*** Begin section ***

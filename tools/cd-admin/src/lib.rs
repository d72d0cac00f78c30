//! CD-Admin: Cohort Discovery admin tool
//!
//! Offline checks for a discovery document: validate it, print the bins a
//! field will produce, or run the public overview against a JSON record
//! fixture.

pub mod commands;

pub use commands::{bins_report, load_config, overview_json, validate_report, AccessLevel};
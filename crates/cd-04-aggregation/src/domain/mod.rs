//! Domain layer for the Aggregation subsystem.
//!
//! Pure bin assembly and filter conditions. No I/O, no async.

pub mod bins;
pub mod conditions;

pub use bins::{
    categorical_bins, derived_options, month_options, monthly_bins, range_bins, Groups,
};
pub use conditions::{Condition, Predicate};
//! Service layer for the Aggregation subsystem.

mod stats_service;

pub use stats_service::StatsService;
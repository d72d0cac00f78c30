//! Censored bin assembly
//!
//! Pure functions turning raw grouped counts into the bins a caller sees.
//! Every count passes through a [`Censor`] before it is emitted.

use cd_01_binning::{months_between, BinSpec, YearMonth};
use cd_02_censorship::{Censor, LabelOrigin};
use shared_types::{Bin, MISSING_LABEL};
use std::collections::BTreeMap;

/// Raw `(value, count)` groups; `None` collects records without a value.
pub type Groups = Vec<(Option<String>, u64)>;

fn split_missing(groups: &[(Option<String>, u64)]) -> (BTreeMap<&str, u64>, u64) {
    let mut counts = BTreeMap::new();
    let mut missing = 0;
    for (value, count) in groups {
        match value {
            Some(value) => *counts.entry(value.as_str()).or_insert(0) += count,
            None => missing += count,
        }
    }
    (counts, missing)
}

fn push_missing(bins: &mut Vec<Bin>, missing: u64, censor: Censor) {
    let missing = censor.count(missing);
    if missing > 0 {
        bins.push(Bin::new(MISSING_LABEL, missing));
    }
}

fn sort_case_insensitive(labels: &mut [String]) {
    labels.sort_by_cached_key(|label| label.to_lowercase());
}

/// Categorical histogram.
///
/// Declared labels keep their configured order and may be emitted as 0.
/// Derived labels are sorted case-insensitively and dropped when censored.
pub fn categorical_bins(
    groups: &[(Option<String>, u64)],
    enum_values: Option<&[String]>,
    censor: Censor,
) -> Vec<Bin> {
    let (counts, missing) = split_missing(groups);

    let (labels, origin) = match enum_values {
        Some(values) => (values.to_vec(), LabelOrigin::Enumerated),
        None => {
            let mut labels: Vec<String> = counts.keys().map(|k| k.to_string()).collect();
            sort_case_insensitive(&mut labels);
            (labels, LabelOrigin::Derived)
        }
    };

    let mut bins: Vec<Bin> = labels
        .into_iter()
        .filter_map(|label| {
            let observed = counts.get(label.as_str()).copied().unwrap_or(0);
            censor.label(observed, origin).map(|value| Bin::new(label, value))
        })
        .collect();

    push_missing(&mut bins, missing, censor);
    bins
}

/// Numeric histogram over pre-generated bins.
///
/// `counts[i]` is the raw count in `specs[i]`. Records outside every bin (or
/// without a value) form the missing bucket.
pub fn range_bins(specs: &[BinSpec], counts: &[u64], total: u64, censor: Censor) -> Vec<Bin> {
    let mut bins: Vec<Bin> = specs
        .iter()
        .zip(counts)
        .map(|(spec, &count)| Bin::new(spec.label.clone(), censor.count(count)))
        .collect();

    let binned: u64 = counts.iter().sum();
    push_missing(&mut bins, total.saturating_sub(binned), censor);
    bins
}

/// Monthly histogram from counts grouped by `yyyy-mm` prefix.
///
/// Every month between the first and last observed month gets a bin. The
/// observed range comes from raw counts; only the emitted values are
/// censored. Keys that are not `yyyy-mm`, or fall outside the histogram
/// window, count as missing.
pub fn monthly_bins(groups: &[(Option<String>, u64)], censor: Censor) -> Vec<Bin> {
    let (keys, mut missing) = split_missing(groups);

    let mut counts: BTreeMap<YearMonth, u64> = BTreeMap::new();
    for (key, count) in keys {
        match key.parse::<YearMonth>() {
            Ok(month) if month.is_plausible() => *counts.entry(month).or_insert(0) += count,
            _ => missing += count,
        }
    }

    let mut bins = Vec::new();
    if let (Some((&start, _)), Some((&end, _))) = (counts.first_key_value(), counts.last_key_value()) {
        bins.extend(months_between(start, end).map(|month| {
            let observed = counts.get(&month).copied().unwrap_or(0);
            Bin::new(month.label(), censor.count(observed))
        }));
    }

    push_missing(&mut bins, missing, censor);
    bins
}

/// Observed values that may be offered as search options.
///
/// A value is offered only if its count survives censorship.
pub fn derived_options(groups: &[(Option<String>, u64)], censor: Censor) -> Vec<String> {
    let (counts, _) = split_missing(groups);
    let mut options: Vec<String> = counts
        .into_iter()
        .filter(|&(_, count)| censor.count(count) > 0)
        .map(|(value, _)| value.to_string())
        .collect();
    sort_case_insensitive(&mut options);
    options
}

/// Month labels between two observed months, clamped to the histogram window.
pub fn month_options(start: YearMonth, end: YearMonth) -> Vec<String> {
    months_between(start.max(YearMonth::EARLIEST), end.min(YearMonth::LATEST))
        .map(|m| m.label())
        .collect()
}

#[cfg(test)]
mod tests {
    use super::*;
    use proptest::prelude::*;

    fn groups(entries: &[(Option<&str>, u64)]) -> Groups {
        entries
            .iter()
            .map(|(value, count)| (value.map(str::to_string), *count))
            .collect()
    }

    fn labels(bins: &[Bin]) -> Vec<&str> {
        bins.iter().map(|b| b.label.as_str()).collect()
    }

    #[test]
    fn test_derived_labels_small_cells_are_dropped() {
        let observed = groups(&[(Some("A"), 3), (Some("B"), 10), (Some("C"), 5)]);
        let bins = categorical_bins(&observed, None, Censor::with_threshold(5));

        assert_eq!(bins, vec![Bin::new("B", 10)]);
    }

    #[test]
    fn test_enumerated_labels_keep_censored_zero() {
        let observed = groups(&[(Some("A"), 3), (Some("B"), 10), (Some("C"), 5)]);
        let declared = vec!["C".to_string(), "B".to_string(), "A".to_string(), "D".to_string()];
        let bins = categorical_bins(&observed, Some(&declared), Censor::with_threshold(5));

        assert_eq!(
            bins,
            vec![Bin::new("C", 0), Bin::new("B", 10), Bin::new("A", 0), Bin::new("D", 0)]
        );
    }

    #[test]
    fn test_derived_labels_sorted_case_insensitively_with_missing_last() {
        let observed = groups(&[(Some("beta"), 8), (None, 9), (Some("Alpha"), 7), (Some("Gamma"), 6)]);
        let bins = categorical_bins(&observed, None, Censor::uncensored());

        assert_eq!(labels(&bins), vec!["Alpha", "beta", "Gamma", MISSING_LABEL]);
    }

    #[test]
    fn test_missing_bucket_is_censored() {
        let observed = groups(&[(Some("A"), 10), (None, 2)]);
        let bins = categorical_bins(&observed, None, Censor::with_threshold(5));

        assert_eq!(bins, vec![Bin::new("A", 10)]);
    }

    #[test]
    fn test_range_bins_with_missing() {
        let specs = vec![
            BinSpec {
                floor: None,
                ceil: Some(10),
                label: "< 10".into(),
            },
            BinSpec {
                floor: Some(10),
                ceil: None,
                label: "≥ 10".into(),
            },
        ];
        let bins = range_bins(&specs, &[12, 3], 25, Censor::with_threshold(5));

        assert_eq!(
            bins,
            vec![Bin::new("< 10", 12), Bin::new("≥ 10", 0), Bin::new(MISSING_LABEL, 10)]
        );
    }

    #[test]
    fn test_monthly_gap_fill() {
        let observed = groups(&[(Some("2021-01"), 3), (Some("2021-04"), 9)]);
        let bins = monthly_bins(&observed, Censor::with_threshold(5));

        assert_eq!(
            bins,
            vec![
                Bin::new("Jan 2021", 0),
                Bin::new("Feb 2021", 0),
                Bin::new("Mar 2021", 0),
                Bin::new("Apr 2021", 9),
            ]
        );
    }

    #[test]
    fn test_monthly_without_data_is_missing_only() {
        let observed = groups(&[(None, 12), (Some("garbage"), 1)]);
        let bins = monthly_bins(&observed, Censor::with_threshold(5));

        assert_eq!(bins, vec![Bin::new(MISSING_LABEL, 13)]);
        assert!(monthly_bins(&[], Censor::uncensored()).is_empty());
    }

    #[test]
    fn test_monthly_outlying_dates_count_as_missing() {
        let observed = groups(&[
            (Some("0001-01"), 7),
            (Some("2021-02"), 8),
            (Some("2021-03"), 9),
            (Some("9999-12"), 4),
        ]);
        let bins = monthly_bins(&observed, Censor::with_threshold(5));

        assert_eq!(
            bins,
            vec![
                Bin::new("Feb 2021", 8),
                Bin::new("Mar 2021", 9),
                Bin::new(MISSING_LABEL, 11),
            ]
        );
    }

    #[test]
    fn test_derived_options_hide_small_cells() {
        let observed = groups(&[(Some("UNKNOWN_SEX"), 3), (Some("MALE"), 40), (Some("female"), 35), (None, 7)]);

        assert_eq!(
            derived_options(&observed, Censor::with_threshold(5)),
            vec!["female", "MALE"]
        );
        assert_eq!(
            derived_options(&observed, Censor::uncensored()),
            vec!["female", "MALE", "UNKNOWN_SEX"]
        );
    }

    #[test]
    fn test_month_options() {
        let start: YearMonth = "2021-11".parse().unwrap();
        let end: YearMonth = "2022-01".parse().unwrap();
        assert_eq!(month_options(start, end), vec!["Nov 2021", "Dec 2021", "Jan 2022"]);
    }

    #[test]
    fn test_month_options_clamped_to_window() {
        let start: YearMonth = "0001-01".parse().unwrap();
        let end: YearMonth = "1900-02".parse().unwrap();
        assert_eq!(month_options(start, end), vec!["Jan 1900", "Feb 1900"]);

        let start: YearMonth = "2100-11".parse().unwrap();
        let end: YearMonth = "9999-12".parse().unwrap();
        assert_eq!(month_options(start, end), vec!["Nov 2100", "Dec 2100"]);
    }

    proptest! {
        #[test]
        fn prop_no_bin_falls_in_the_masked_band(
            threshold in 0u64..20,
            counts in proptest::collection::btree_map("[a-e]{1,3}", 0u64..40, 0..8),
            missing in 0u64..40,
        ) {
            let censor = Censor::with_threshold(threshold);
            let mut observed: Groups = counts.into_iter().map(|(k, v)| (Some(k), v)).collect();
            observed.push((None, missing));

            for bin in categorical_bins(&observed, None, censor) {
                prop_assert!(bin.value > threshold, "derived bin {:?} at threshold {}", bin, threshold);
            }
            for bin in monthly_bins(&observed, censor) {
                prop_assert!(bin.value == 0 || bin.value > threshold);
            }
        }
    }
}
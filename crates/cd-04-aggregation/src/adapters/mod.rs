//! Adapters for the Aggregation subsystem.

pub mod in_memory;

pub use in_memory::InMemoryRecordStore;
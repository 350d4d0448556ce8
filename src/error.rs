use std::path::PathBuf;

use thiserror::Error;

#[derive(Debug, Error)]
pub enum ConfigError {
    #[error("IO error when reading `{0}`")]
    Io(PathBuf, #[source] std::io::Error),

    #[error("Config file parsing error")]
    Toml(#[from] toml::de::Error),

    #[error("Config validation error: {0}")]
    Validation(String),
}

#[derive(Debug, Error)]
pub enum InputError {
    #[error("IO error when reading `{0}`")]
    Io(String, #[source] std::io::Error),

    #[error("`{0}` is not valid UTF-8")]
    NotUtf8(String),

    #[error("only one side can be read from stdin")]
    StdinTwice,
}

#[derive(Debug, Clone, PartialEq, Eq, Error)]
pub enum ExportParseError {
    #[error("line {line_number}: expected a `  `, `- ` or `+ ` prefix, found {line:?}")]
    UnknownPrefix { line_number: usize, line: String },
}
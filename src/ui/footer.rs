use ratatui::{
    Frame,
    layout::Rect,
    style::{Color, Modifier, Style},
    text::{Line, Span},
    widgets::{Block, Borders, Paragraph, Wrap},
};

const SHORTCUTS: &[(&str, &str)] = &[
    ("q", "Quit"),
    ("j/k", "Scroll"),
    ("d/u", "Page"),
    ("g/G", "Top/Bottom"),
    ("←/→/h/l", "H-Scroll"),
    ("s", "Split/Unified"),
    ("w", "Swap"),
    ("c", "Copy"),
    ("e", "Export"),
    ("?", "Hide Help"),
];

const SEPARATOR: &str = "  ";

/// Rows the footer needs at `width`, borders included, so that wrapped
/// shortcuts are never clipped.
pub fn footer_height(width: u16) -> u16 {
    let inner = usize::from(width.saturating_sub(2)).max(1);
    let mut rows = 1;
    let mut used = 0;

    for (key, label) in SHORTCUTS {
        let item = key.chars().count() + 1 + label.chars().count();
        if used > 0 && used + item > inner {
            rows += 1;
            used = 0;
        }
        used += item + SEPARATOR.len();
    }

    rows + 2
}

pub fn render_footer(f: &mut Frame, area: Rect) {
    let key_style = Style::default()
        .fg(Color::Yellow)
        .add_modifier(Modifier::BOLD);

    let spans: Vec<Span> = SHORTCUTS
        .iter()
        .flat_map(|(key, label)| {
            [
                Span::styled(*key, key_style),
                Span::raw(format!(":{label}{SEPARATOR}")),
            ]
        })
        .collect();

    let footer = Paragraph::new(Line::from(spans))
        .block(Block::default().borders(Borders::ALL).title("Shortcuts"))
        .style(Style::default().fg(Color::White))
        .wrap(Wrap { trim: false });

    f.render_widget(footer, area);
}
//! Text renderings of a positional comparison, one row per line index.

use crate::diff_line::{LineKind, LineRecord};
use crate::engine::{Strategy, compare};

/// Row number of a positional record. Both sides share it.
fn row_number(record: &LineRecord) -> usize {
    record
        .left_line_num()
        .or(record.right_line_num())
        .unwrap_or_default()
}

/// One `n: text` line per equal row, and a `- `/`+ ` pair per differing row.
pub fn inline_report(left: &str, right: &str) -> String {
    let mut result = String::new();

    for record in compare(left, right, Strategy::Positional) {
        let n = row_number(&record);
        if record.kind() == LineKind::Unchanged {
            result.push_str(&format!("{n}: {}\n", record.content()));
        } else {
            let old = record.left_text().unwrap_or_default();
            let new = record.right_text().unwrap_or_default();
            result.push_str(&format!("{n}: - {old}\n{n}: + {new}\n"));
        }
    }

    result
}

/// A pipe-separated table with both texts side by side and differing rows
/// flagged with `(DIFF)`.
pub fn table_report(left: &str, right: &str) -> String {
    let mut result = String::from("Line | Text 1 | Text 2\n");
    result.push_str("-----|--------|-------\n");

    for record in compare(left, right, Strategy::Positional) {
        let n = row_number(&record);
        let old = record.left_text().unwrap_or_default();
        let new = record.right_text().unwrap_or_default();
        result.push_str(&format!("{n} | {old} | {new}"));
        if record.kind() != LineKind::Unchanged {
            result.push_str(" (DIFF)");
        }
        result.push('\n');
    }

    result
}

#[cfg(test)]
mod tests {
    use super::*;
    use pretty_assertions::assert_eq;

    #[test]
    fn test_inline_report() {
        assert_eq!(
            inline_report("a\nb\nc", "a\nx"),
            "1: a\n2: - b\n2: + x\n3: - c\n3: + \n"
        );
    }

    #[test]
    fn test_inline_report_added_row() {
        assert_eq!(inline_report("", "new"), "1: - \n1: + new\n");
    }

    #[test]
    fn test_table_report() {
        assert_eq!(
            table_report("a\nb", "a\nc\nd"),
            concat!(
                "Line | Text 1 | Text 2\n",
                "-----|--------|-------\n",
                "1 | a | a\n",
                "2 | b | c (DIFF)\n",
                "3 |  | d (DIFF)\n",
            )
        );
    }

    #[test]
    fn test_reports_of_empty_texts() {
        assert_eq!(inline_report("", ""), "");
        assert_eq!(
            table_report("", ""),
            "Line | Text 1 | Text 2\n-----|--------|-------\n"
        );
    }
}
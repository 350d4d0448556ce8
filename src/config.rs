//! Optional `linediff.toml` settings.
//!
//! Every field has a default, so an empty file (or no file) is valid.
//! Command-line flags take precedence over anything loaded here.

use std::fs;
use std::path::Path;

use serde::Deserialize;
use syntect::highlighting::ThemeSet;
use tracing::{info, warn};

use crate::engine::Strategy;
use crate::error::ConfigError;

pub const DEFAULT_THEME: &str = "base16-ocean.dark";

#[derive(Debug, Clone, PartialEq, Eq, Deserialize)]
#[serde(default)]
pub struct Config {
    /// Strategy used when the session starts.
    pub strategy: Strategy,
    /// Syntect theme name.
    pub theme: String,
    /// Narrowest terminal width that still gets two panes.
    pub side_by_side_min_width: u16,
    /// Lines moved per page scroll.
    pub scroll_step: usize,
    /// Forces a language instead of guessing it from the file name.
    pub language: Option<String>,
}

impl Default for Config {
    fn default() -> Self {
        Self {
            strategy: Strategy::default(),
            theme: DEFAULT_THEME.to_string(),
            side_by_side_min_width: 120,
            scroll_step: 10,
            language: None,
        }
    }
}

impl Config {
    /// Loads from `path`, falling back to defaults when no path is given.
    pub fn load(path: Option<&Path>) -> Result<Self, ConfigError> {
        match path {
            Some(path) => Self::from_path(path),
            None => Ok(Self::default()),
        }
    }

    fn from_path(path: &Path) -> Result<Self, ConfigError> {
        let content =
            fs::read_to_string(path).map_err(|err| ConfigError::Io(path.to_path_buf(), err))?;

        let (config, ignored) = Self::parse_with_ignored(&content)?;
        for field in &ignored {
            warn!(path = %path.display(), field = %field, "ignoring unknown config field");
        }

        info!(path = %path.display(), "loaded config");
        Ok(config)
    }

    /// Parses TOML content, collecting any unknown fields.
    pub fn parse_with_ignored(content: &str) -> Result<(Self, Vec<String>), ConfigError> {
        let mut ignored = Vec::new();
        let deserializer = toml::Deserializer::new(content);
        let config = serde_ignored::deserialize(deserializer, |path: serde_ignored::Path| {
            ignored.push(path.to_string());
        })?;
        Ok((config, ignored))
    }

    pub fn validate(&self, theme_set: &ThemeSet) -> Result<(), ConfigError> {
        if self.scroll_step == 0 {
            return Err(ConfigError::Validation(
                "`scroll_step` must be greater than zero".to_string(),
            ));
        }

        if !theme_set.themes.contains_key(&self.theme) {
            let mut known: Vec<&str> = theme_set.themes.keys().map(String::as_str).collect();
            known.sort_unstable();
            return Err(ConfigError::Validation(format!(
                "unknown theme `{}` (available: {})",
                self.theme,
                known.join(", ")
            )));
        }

        Ok(())
    }
}
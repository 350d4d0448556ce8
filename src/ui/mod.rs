pub mod diff_utils;
pub mod footer;
pub mod highlight_line;
pub mod render_ui;
pub mod side_by_side_diff;
pub mod unified_diff;

use ratatui::style::Color;

pub const ADDED_BG: Color = Color::Rgb(0, 100, 0);
pub const ADDED_HIGHLIGHT_BG: Color = Color::Rgb(0, 60, 0);
pub const REMOVED_BG: Color = Color::Rgb(139, 0, 0);
pub const REMOVED_HIGHLIGHT_BG: Color = Color::Rgb(80, 0, 0);
pub const MODIFIED_BG: Color = Color::Rgb(110, 90, 0);
pub const MODIFIED_HIGHLIGHT_BG: Color = Color::Rgb(160, 130, 0);
pub const FILLER_BG: Color = Color::Rgb(40, 40, 40);
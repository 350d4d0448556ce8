use ratatui::{
    style::{Color, Modifier, Style},
    text::Span,
};
use syntect::easy::HighlightLines;
use syntect::highlighting::{FontStyle, Style as SyntectStyle, Theme};
use syntect::parsing::{SyntaxReference, SyntaxSet};

/// Syntax-highlights a single line. Falls back to raw text when no syntax is
/// known or highlighting fails.
pub fn highlight_line_content<'a>(
    content: &'a str,
    syntax: Option<&SyntaxReference>,
    syntax_set: &SyntaxSet,
    theme: &Theme,
) -> Vec<Span<'a>> {
    let Some(syntax) = syntax else {
        return vec![Span::raw(content)];
    };

    let mut highlighter = HighlightLines::new(syntax, theme);
    match highlighter.highlight_line(content, syntax_set) {
        Ok(ranges) => ranges
            .into_iter()
            .map(|(style, text)| Span::styled(text, syntect_style_to_ratatui(style)))
            .collect(),
        Err(_) => vec![Span::raw(content)],
    }
}

/// Paints every span with the same background.
pub fn with_background(spans: Vec<Span<'_>>, bg: Color) -> Vec<Span<'_>> {
    spans
        .into_iter()
        .map(|span| {
            let style = span.style.bg(bg);
            Span::styled(span.content, style)
        })
        .collect()
}

fn syntect_style_to_ratatui(syntect_style: SyntectStyle) -> Style {
    let fg_color = Color::Rgb(
        syntect_style.foreground.r,
        syntect_style.foreground.g,
        syntect_style.foreground.b,
    );

    let mut style = Style::default().fg(fg_color);
    let font_style = syntect_style.font_style;

    if font_style.contains(FontStyle::BOLD) {
        style = style.add_modifier(Modifier::BOLD);
    }
    if font_style.contains(FontStyle::ITALIC) {
        style = style.add_modifier(Modifier::ITALIC);
    }
    if font_style.contains(FontStyle::UNDERLINE) {
        style = style.add_modifier(Modifier::UNDERLINED);
    }

    style
}
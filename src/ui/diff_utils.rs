use ratatui::{style::Color, text::Span};
use similar::{Algorithm, ChangeTag, TextDiff};
use std::ops::Range;

/// Byte ranges that differ between two versions of a line, as
/// `(ranges in old, ranges in new)`.
pub fn compute_intra_line_diff(
    old_text: &str,
    new_text: &str,
) -> (Vec<Range<usize>>, Vec<Range<usize>>) {
    let diff = TextDiff::configure()
        .algorithm(Algorithm::Myers)
        .diff_chars(old_text, new_text);

    let mut old_ranges: Vec<Range<usize>> = Vec::new();
    let mut new_ranges: Vec<Range<usize>> = Vec::new();
    let mut old_idx = 0;
    let mut new_idx = 0;

    for change in diff.iter_all_changes() {
        let len = change.value().len();
        match change.tag() {
            ChangeTag::Equal => {
                old_idx += len;
                new_idx += len;
            }
            ChangeTag::Delete => {
                push_range(&mut old_ranges, old_idx..old_idx + len);
                old_idx += len;
            }
            ChangeTag::Insert => {
                push_range(&mut new_ranges, new_idx..new_idx + len);
                new_idx += len;
            }
        }
    }

    (old_ranges, new_ranges)
}

// Extends the last range when the new one is adjacent.
fn push_range(ranges: &mut Vec<Range<usize>>, range: Range<usize>) {
    match ranges.last_mut() {
        Some(last) if last.end == range.start => last.end = range.end,
        _ => ranges.push(range),
    }
}

/// Applies diff highlighting to existing syntax highlighted spans.
///
/// * `spans` - The original syntax highlighted spans
/// * `diff_ranges` - Byte ranges to paint with `highlight_bg`
/// * `base_bg` - Background for the rest of the line
/// * `highlight_bg` - Background for the changed parts
pub fn apply_diff_highlight<'a>(
    spans: Vec<Span<'a>>,
    diff_ranges: &[Range<usize>],
    base_bg: Color,
    highlight_bg: Color,
) -> Vec<Span<'a>> {
    if diff_ranges.is_empty() {
        return super::highlight_line::with_background(spans, base_bg);
    }

    let mut new_spans = Vec::new();
    let mut current_idx = 0;

    for span in spans {
        let content = span.content;
        let len = content.len();
        let span_end = current_idx + len;
        let style = span.style;

        let mut last_processed = current_idx;

        for range in diff_ranges {
            if range.end <= current_idx {
                continue;
            }
            if range.start >= span_end {
                break;
            }

            let overlap_start = range.start.max(current_idx);
            let overlap_end = range.end.min(span_end);

            if overlap_start > last_processed {
                let sub_content =
                    &content[(last_processed - current_idx)..(overlap_start - current_idx)];
                new_spans.push(Span::styled(sub_content.to_string(), style.bg(base_bg)));
            }

            let sub_content = &content[(overlap_start - current_idx)..(overlap_end - current_idx)];
            new_spans.push(Span::styled(sub_content.to_string(), style.bg(highlight_bg)));

            last_processed = overlap_end;
        }

        if last_processed < span_end {
            let sub_content = &content[(last_processed - current_idx)..];
            new_spans.push(Span::styled(sub_content.to_string(), style.bg(base_bg)));
        }

        current_idx += len;
    }

    new_spans
}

*** End section ***

Which lines of the data contain the string "that"? Copy each one.

_COMPLETED TASK_
/// censored. Keys that are not `yyyy-mm`, or fall outside the histogram
/// Observed values that may be offered as search options.
/// Rows the footer needs at `width`, borders included, so that wrapped
    /// Narrowest terminal width that still gets two panes.
/// Byte ranges that differ between two versions of a line, as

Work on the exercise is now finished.